Сияющая Глориета поднималась из тумана, подобно неподвижному истукану, разрывая покровы покоя, ускоряя биение сердца.

В глубине старинного запущенного парка, под роскошной уединенной пинией, точно под гигантским балдахином, притаилась Глориета, как волшебный гриб (тайные посевы лесных дев?). Парк совсем одряхлел — всклокоченный, с обгорелыми ребрами, оборванный, точно седой, мрачный пустынник, чей некогда блестящий фрак теперь разодран в клочья и покрыт пылью. Парк разрушен долгим запустением, смертельно изранен в схватках с непобедимым временем; его брали под защиту и укрывали тайные, верные и ловкие сообщники: черные дупла, оживающие тени, ковры сосновых игл, сломанные ветки, гниющие листья, светящиеся краски воздуха; по жилам земной коры переливались животворные соки, в небо рвались объятия диких переплетений, беспорядочная молодая поросль, голые сучья и причудливо спутанные мощные колючие травы стелились по земле. Некогда подрезанные густые кустарники застыли, точно оледенелые водопады, буйные кроны деревьев, подстриженные когда-то так, что напоминали гигантские силуэты греческих и римских богов, теперь являли жалкое зрелище — стояли понурившись, как печальные вербы, как огромные погасшие свечи, с которых, словно окутывая их, сползали ручейки воска. Они покорялись запустению, забвению, перерождались, будто ненужный хлам столетней давности где-то на чердаке, затянутый паутиной. Прадедовский парк походил на заброшенное кладбище угасшей славы, с расплывшимися контурами, с глубокими тенями и забитыми травой крестами, и единственный источник жизни, единственное бьющееся сердце во всем этом неощутимом кровотоке среди умирающих растений была — Глориета.

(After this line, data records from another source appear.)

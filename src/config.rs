use std::path::PathBuf;

use eyre::Result;
use log::{debug, warn};
use serde::{Deserialize, Serialize};

use crate::llm::Provider;

pub const DEFAULT_HOST: &str = "127.0.0.1";
pub const DEFAULT_PORT: u16 = 3001;
pub const DEFAULT_MAX_TOKENS: u32 = 1024;

/// Settings read from ~/.config/tubetitles/config.toml
#[derive(Debug, Default, Deserialize, Serialize)]
#[serde(default)]
pub struct Config {
    pub host: Option<String>,
    pub port: Option<u16>,
    pub provider: Option<Provider>,
    pub anthropic_model: Option<String>,
    pub groq_model: Option<String>,
    pub max_tokens: Option<u32>,
    pub api_base: Option<String>,
}

impl Config {
    /// Load config from ~/.config/tubetitles/config.toml if it exists
    pub fn load() -> Result<Self> {
        let path = config_path();
        if path.exists() {
            debug!("Loading config from {}", path.display());
            let content = std::fs::read_to_string(&path)?;
            let config: Config = toml::from_str(&content)?;
            Ok(config)
        } else {
            debug!("No config file found at {}", path.display());
            Ok(Config::default())
        }
    }

    pub fn model_for(&self, provider: Provider) -> String {
        let configured = match provider {
            Provider::Anthropic => self.anthropic_model.as_deref(),
            Provider::Groq => self.groq_model.as_deref(),
        };
        configured.unwrap_or(provider.default_model()).to_string()
    }

    pub fn max_tokens(&self) -> u32 {
        self.max_tokens.unwrap_or(DEFAULT_MAX_TOKENS)
    }

    /// Base URL the terminal client talks to
    pub fn api_base(&self) -> String {
        self.api_base.clone().unwrap_or_else(|| {
            format!("http://localhost:{}", self.port.unwrap_or(DEFAULT_PORT))
        })
    }
}

pub fn config_path() -> PathBuf {
    dirs::config_dir()
        .unwrap_or_else(|| PathBuf::from(".config"))
        .join("tubetitles")
        .join("config.toml")
}

/// Upstream API keys, read once at startup
#[derive(Debug, Clone, Default)]
pub struct Credentials {
    pub youtube_api_key: Option<String>,
    pub anthropic_api_key: Option<String>,
    pub groq_api_key: Option<String>,
}

impl Credentials {
    pub fn from_env() -> Self {
        Self::from_lookup(|name| std::env::var(name).ok())
    }

    /// Build from an arbitrary variable lookup; blank values count as missing
    pub fn from_lookup(lookup: impl Fn(&str) -> Option<String>) -> Self {
        let get = |name: &str| lookup(name).map(|v| v.trim().to_string()).filter(|v| !v.is_empty());
        Self {
            youtube_api_key: get("YOUTUBE_API_KEY"),
            anthropic_api_key: get(Provider::Anthropic.api_key_var()),
            groq_api_key: get(Provider::Groq.api_key_var()),
        }
    }

    pub fn for_provider(&self, provider: Provider) -> Option<&str> {
        match provider {
            Provider::Anthropic => self.anthropic_api_key.as_deref(),
            Provider::Groq => self.groq_api_key.as_deref(),
        }
    }

    /// Log each credential the given provider setup will need but lacks
    pub fn warn_missing(&self, provider: Provider) {
        if self.youtube_api_key.is_none() {
            warn!("YOUTUBE_API_KEY is not set; video lookups will fail");
        }
        if self.for_provider(provider).is_none() {
            warn!("{} is not set; title generation will fail", provider.api_key_var());
        }
    }
}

Глориета! Начало его трепетных, искренних, чистых убеждений, негасимый светильник исконной и вечно молодой родовой мощи! И теперь она сияла в его памяти, как костер в мрачной пещере, в самой утробе истории.

На месте сожженной Глориеты вскоре был воздвигнут бронзовый памятник ему и Ренцо, памятник «юности, ранней и горькой» («Fanciullezza amara e precoce»), а не «мальчишкам, испорченным и грязным» («fanciullaglia corrotta, contagiosa»), как называла их банда Мартино.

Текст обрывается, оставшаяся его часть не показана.